Tue, 05th May 2026 11:37

(Alliance News) - Shares in HSBC Holdings PLC were knocked on Tuesday as it reported higher than expected credit losses in its first quarter, including a surprise USD400 million fraud-related charge in the UK.

The news came as Asia-focused bank HSBC said pretax profit fell in the first quarter of 2026, despite reporting strong net fee and net interest income growth.

HSBC said pretax profit fell 1.1% to USD9.38 billion in the first quarter ended March 31 from USD9.48 billion a year earlier.

"The decrease reflected higher expected credit losses and other credit impairment charges," HSBC said.

Change in expected credit losses and other credit impairment charges surged 49% to USD1.30 billion from USD876 million, worse than USD1.19 billion consensus.

HSBC said this reflected a USD400 million fraud-related, secondary, securitisation exposure with a financial sponsor in the UK as well as a USD300 million increase in allowances to reflect the possible impact of the Middle East conflict.

The Financial Times on Tuesday said the UK fraud charge was tied to collapsed UK mortgage lender Market Financial Solutions, citing people familiar with the matter.

"We have an exposure to a financial sponsor who has an exposure to the company," HSBC's chief financial officer Pam Kaur said on a media call, without naming the group.

A USD400 million loss would place HSBC among the lenders hardest hit by the MFS implosion. Last week, Barclays PLC took a GBP228 million hit from its demise.

Citi analyst Andrew Coombs said the charge was "not expected."

HSBC shares were down 5.1% at 1,290.60 pence each in London on Tuesday.

Diluted earnings per share rose 2.6% to USD0.40 from USD0.39.

The bank maintained its dividend for the first quarter at USD0.10 per share.

"A decision to recommence buy-backs will be subject to our normal buy-back considerations and process on a quarterly basis," HSBC said.

Net interest income rose 7.7% to USD8.95 billion from USD8.30 billion, while net fee income jumped 12% to USD3.72 billion from USD3.32 billion.

Net operating income increased 3.3% to USD17.32 billion from USD16.77 billion.

Chief Executive Officer Georges Elhedery said: "Each of our four businesses contributed to firm-wide revenue growth and each delivered an annualised [return on tangible equity] in excess of 17%, excluding notable items.

"In periods of greater uncertainty, customers turn to us more as their trusted partner to navigate complexity with the financial strength, stability and expertise they know they can rely on. We remain confident in achieving the targets we set out in February 2026."

Total operating expenses excluding amortisation and impairment of intangible assets rose 6.8% to USD8.00 billion from USD7.49 billion.

At 1.60% the net interest margin improved slightly from 1.59% last year.

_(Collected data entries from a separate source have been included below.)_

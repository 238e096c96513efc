#![deny(
    unsafe_code,
    missing_docs,
    dead_code,
    unused_results,
    non_snake_case,
    unreachable_pub
)]

//! Pair interaction lookup and the cascading chain reaction it drives.

use std::collections::{BTreeSet, HashSet};

use alchemy_grid_core::{
    Catalog, CellCoord, Direction, EffectRecord, ElementId, Grid, InteractionRule, PlacementError,
};
use alchemy_grid_system_effects::{apply_effect, EffectTuning};
use log::debug;
use rand::Rng;

/// Looks up the rule for two adjacent elements regardless of their order.
///
/// The stored order wins when both `(first, second)` and `(second, first)` are
/// defined.
#[must_use]
pub fn resolve(catalog: &Catalog, first: ElementId, second: ElementId) -> Option<&InteractionRule> {
    catalog
        .interaction(first, second)
        .or_else(|| catalog.interaction(second, first))
}

/// Single reaction performed while a chain spread across the board.
#[derive(Clone, Debug, PartialEq, Eq)]
pub struct ReactionRecord {
    /// Element of the cell the chain spread from.
    pub first: ElementId,
    /// Element the neighbour held before reacting.
    pub second: ElementId,
    /// Element written into the neighbour.
    pub result: ElementId,
    /// Score awarded for the reaction.
    pub score: u32,
    /// Coordinate of the neighbour that changed.
    pub position: CellCoord,
}

/// Everything a chain reaction did to the board.
#[derive(Clone, Debug, Default, PartialEq, Eq)]
pub struct ChainReactionResult {
    /// Sum of the scores of every reaction.
    pub total_score: u32,
    /// Elements produced by the chain.
    pub new_elements: BTreeSet<ElementId>,
    /// Reactions in the order they happened.
    pub reactions: Vec<ReactionRecord>,
    /// Cells the traversal entered, in visiting order.
    pub visited: Vec<CellCoord>,
    /// Special effects triggered after the traversal.
    pub effects: Vec<EffectRecord>,
}

struct Frame {
    cell: CellCoord,
    next: usize,
}

/// Spreads reactions outward from `origin` and then runs the placed element's effects.
///
/// The traversal is depth-first in North, East, South, West order. A neighbour
/// that reacts takes the rule's result and the chain continues from it; each
/// cell is entered at most once, so a board of `n` cells performs at most
/// `n - 1` reactions. Once the traversal ends, the special effect of the
/// element at `origin` runs for every visited cell that still holds it.
pub fn process_chain<R>(
    grid: &mut Grid,
    catalog: &Catalog,
    origin: CellCoord,
    tuning: &EffectTuning,
    rng: &mut R,
) -> Result<ChainReactionResult, PlacementError>
where
    R: Rng + ?Sized,
{
    let origin = grid.check(origin)?;
    let mut result = ChainReactionResult::default();
    let Some(placed) = grid.element_at(origin) else {
        return Ok(result);
    };

    let mut seen = HashSet::new();
    let _ = seen.insert(origin);
    result.visited.push(origin);
    let mut stack = vec![Frame {
        cell: origin,
        next: 0,
    }];

    while let Some(frame) = stack.last_mut() {
        let Some(&direction) = Direction::ORTHOGONAL.get(frame.next) else {
            let _ = stack.pop();
            continue;
        };
        frame.next += 1;
        let current = frame.cell;

        let Some(neighbor) = current
            .step(direction)
            .filter(|neighbor| grid.contains(*neighbor) && !seen.contains(neighbor))
        else {
            continue;
        };
        let (Some(first), Some(second)) = (grid.element_at(current), grid.element_at(neighbor))
        else {
            continue;
        };
        let Some(rule) = resolve(catalog, first, second) else {
            continue;
        };

        let reaction = ReactionRecord {
            first,
            second,
            result: rule.result,
            score: rule.score,
            position: neighbor,
        };
        debug!(
            "{first} + {second} -> {} at ({}, {}) for {}",
            reaction.result,
            neighbor.row(),
            neighbor.column(),
            reaction.score
        );
        if let Some(cell) = grid.get_mut(neighbor) {
            cell.element = reaction.result;
        }
        result.total_score = result.total_score.saturating_add(reaction.score);
        let _ = result.new_elements.insert(reaction.result);
        result.reactions.push(reaction);

        let _ = seen.insert(neighbor);
        result.visited.push(neighbor);
        stack.push(Frame {
            cell: neighbor,
            next: 0,
        });
    }

    for &cell in &result.visited {
        if grid.element_at(cell) == Some(placed) {
            let effects = apply_effect(grid, cell, placed, tuning, rng)?;
            result.effects.extend(effects);
        }
    }

    Ok(result)
}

HSBC's common equity tier one ratio reduced to 14.0% from 14.7%, although the bank said it intends to continue to keep it within the medium term target range of 14.0% to 14.5%.

Total shareholders' equity rose to USD196.82 billion from USD190.81 billion.

"The macroeconomic outlook is facing heightened uncertainty, creating volatility in both economic forecasts and financial markets resulting in both tailwinds and headwinds. The group is well positioned to manage the impacts of these challenges through our high-quality revenue streams, conservative approach to credit risk and strong deposit franchise," HSBC said.

To reflect an improved interest rate outlook, HSBC now expects banking net interest income to reach around USD46 billion in full-year 2026, up from prior guidance of at least USD45 billion.

The bank also said it is on track to deliver USD1.5 billion of annualised cost savings by the end of June, six months earlier than planned.

By Elijah Dale, Alliance News senior reporter Asia-Pacific (updated by Jeremy Cutler, Alliance News reporter)

Comments and questions to newsroom@alliancenews.com

Copyright 2026 Alliance News Ltd. All Rights Reserved.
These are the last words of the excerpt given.